If you got this far you are almost done!
Preheat the oven to 400F
For the Crust I bought pre-made refrigerated Pie Crust. The box came with 2 crusts, one for the bottom and one for the top, I know…totally cheated but I work a full time job! No Martha moments here!
In a 4”deep round corningware dish, press down the bottom crust. Butter the bottom of some tin foil and place on top of crust, weighing it down with about 1 inch of dried rice or beans. When you pre-cook the crust this will keep it from puffing up too much. Bake bottom crust in oven for 8-10 minutes or until edges are slightly browned. Remove from oven, discard tin foil and rice/beans.

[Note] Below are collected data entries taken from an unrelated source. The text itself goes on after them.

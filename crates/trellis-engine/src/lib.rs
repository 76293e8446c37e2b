//! Trellis engine - dependency-graph status and layout computation.
//!
//! This crate is the algorithmic core of trellis: given an immutable
//! project snapshot (nodes, edges, requests) it derives every node's
//! effective status, explains blocking chains, computes a deterministic
//! grid layout, and runs the unblock notification cascade when a node
//! completes. It owns no storage and no transport; callers supply
//! snapshots and a notification sink.
//!
//! The compute functions are pure: they never mutate their input, never
//! cache between calls, and return identical output for identical
//! snapshots, so they can run concurrently without coordination.

#![forbid(unsafe_code)]

pub mod cascade;
pub mod diagnose;
pub mod domain;
pub mod error;
pub mod layout;
pub mod snapshot;
pub mod status;
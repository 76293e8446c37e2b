//! Project snapshots and their adjacency index.
//!
//! The engine never queries storage. Callers load a [`ProjectSnapshot`]
//! (plain node/edge/request lists) through whatever collaborator they use
//! and hand it to the engine, which builds a [`SnapshotIndex`] once and
//! reuses it across status computation, blocking details, and the cascade
//! instead of re-scanning the flat lists.
//!
//! Malformed input is tolerated, not rejected: self-loops, dangling edge
//! endpoints, and duplicate node ids are logged at `warn` and kept, so a
//! single bad record can never take down computation for a whole project.

use crate::domain::{Edge, Node, NodeId, Request};
use std::collections::HashMap;
use tracing::warn;

/// All nodes, edges, and requests of one project at a point in time.
///
/// Immutable as far as the engine is concerned; every compute function
/// takes it by shared reference and returns fresh output.
#[derive(Debug, Clone, Default)]
pub struct ProjectSnapshot {
    /// Nodes, in whatever order the loader produced them. Layout treats
    /// this order as the tie-breaking "original index".
    pub nodes: Vec<Node>,

    /// Edges, in declaration order. Blocking details preserve this order.
    pub edges: Vec<Edge>,

    /// Requests, in list order. Blocking details preserve this order.
    pub requests: Vec<Request>,
}

impl ProjectSnapshot {
    /// Build the adjacency index for this snapshot.
    #[must_use]
    pub fn index(&self) -> SnapshotIndex<'_> {
        SnapshotIndex::new(self)
    }
}

/// Adjacency maps over a [`ProjectSnapshot`], built once and shared by all
/// engine passes.
///
/// Holds only indices into the snapshot's own vectors, so iteration orders
/// (edge declaration order, request list order) survive indexing.
#[derive(Debug)]
pub struct SnapshotIndex<'a> {
    snapshot: &'a ProjectSnapshot,
    nodes_by_id: HashMap<&'a NodeId, &'a Node>,
    outgoing: HashMap<&'a NodeId, Vec<usize>>,
    incoming_depends: HashMap<&'a NodeId, Vec<usize>>,
    active_requests: HashMap<&'a NodeId, Vec<usize>>,
}

impl<'a> SnapshotIndex<'a> {
    fn new(snapshot: &'a ProjectSnapshot) -> Self {
        let mut nodes_by_id: HashMap<&NodeId, &Node> =
            HashMap::with_capacity(snapshot.nodes.len());
        for node in &snapshot.nodes {
            if nodes_by_id.insert(&node.id, node).is_some() {
                warn!(node = %node.id, "duplicate node id in snapshot, later entry shadows earlier");
            }
        }

        let mut outgoing: HashMap<&NodeId, Vec<usize>> = HashMap::new();
        let mut incoming_depends: HashMap<&NodeId, Vec<usize>> = HashMap::new();
        for (i, edge) in snapshot.edges.iter().enumerate() {
            if edge.from == edge.to {
                warn!(node = %edge.from, relation = %edge.relation, "self-loop edge in snapshot");
            }
            if !nodes_by_id.contains_key(&edge.from) || !nodes_by_id.contains_key(&edge.to) {
                warn!(from = %edge.from, to = %edge.to, "edge references a node missing from the snapshot");
            }
            outgoing.entry(&edge.from).or_default().push(i);
            if edge.relation == crate::domain::EdgeRelation::DependsOn {
                incoming_depends.entry(&edge.to).or_default().push(i);
            }
        }

        let mut active_requests: HashMap<&NodeId, Vec<usize>> = HashMap::new();
        for (i, request) in snapshot.requests.iter().enumerate() {
            if request.status.is_active() {
                active_requests.entry(&request.node_id).or_default().push(i);
            }
        }

        Self {
            snapshot,
            nodes_by_id,
            outgoing,
            incoming_depends,
            active_requests,
        }
    }

    /// All nodes, in input order.
    #[must_use]
    pub fn nodes(&self) -> &'a [Node] {
        &self.snapshot.nodes
    }

    /// All edges, in declaration order.
    #[must_use]
    pub fn edges(&self) -> &'a [Edge] {
        &self.snapshot.edges
    }

    /// Look up a node by id.
    #[must_use]
    pub fn node(&self, id: &NodeId) -> Option<&'a Node> {
        self.nodes_by_id.get(id).copied()
    }

    /// Outgoing edges of a node, in declaration order.
    pub fn outgoing_edges(&self, id: &NodeId) -> impl Iterator<Item = &'a Edge> + '_ {
        self.outgoing
            .get(id)
            .into_iter()
            .flatten()
            .map(|&i| &self.snapshot.edges[i])
    }

    /// Incoming `depends-on` edges of a node, in declaration order.
    ///
    /// These identify the node's direct dependents: the `from` side of each
    /// returned edge is a node gated on `id`.
    pub fn dependents_of(&self, id: &NodeId) -> impl Iterator<Item = &'a Edge> + '_ {
        self.incoming_depends
            .get(id)
            .into_iter()
            .flatten()
            .map(|&i| &self.snapshot.edges[i])
    }

    /// Active (open or responded) requests linked to a node, in list order.
    pub fn active_requests(&self, id: &NodeId) -> impl Iterator<Item = &'a Request> + '_ {
        self.active_requests
            .get(id)
            .into_iter()
            .flatten()
            .map(|&i| &self.snapshot.requests[i])
    }
}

Back to the Stew, add your Blanched Vegetables to the stew and stir. If your gravy is a little too soupy remove some and freeze for another day. You want it to be chunky. Ladle stew into pie crust until you reach the top edge of the crust. Top the Corningware with your second piece of raw un-cooked pie crust. With a fork poke some holes in the top crust to let steam release. Return pie to oven for 15-20 Minutes or until top crust is a nice Golden Brown.
Let stand for 10 Minutes before Serving.
This recipe made enough stew for 2 pies. I froze the filling for the second pie for another day.
Hope you love this as much as Hubs did!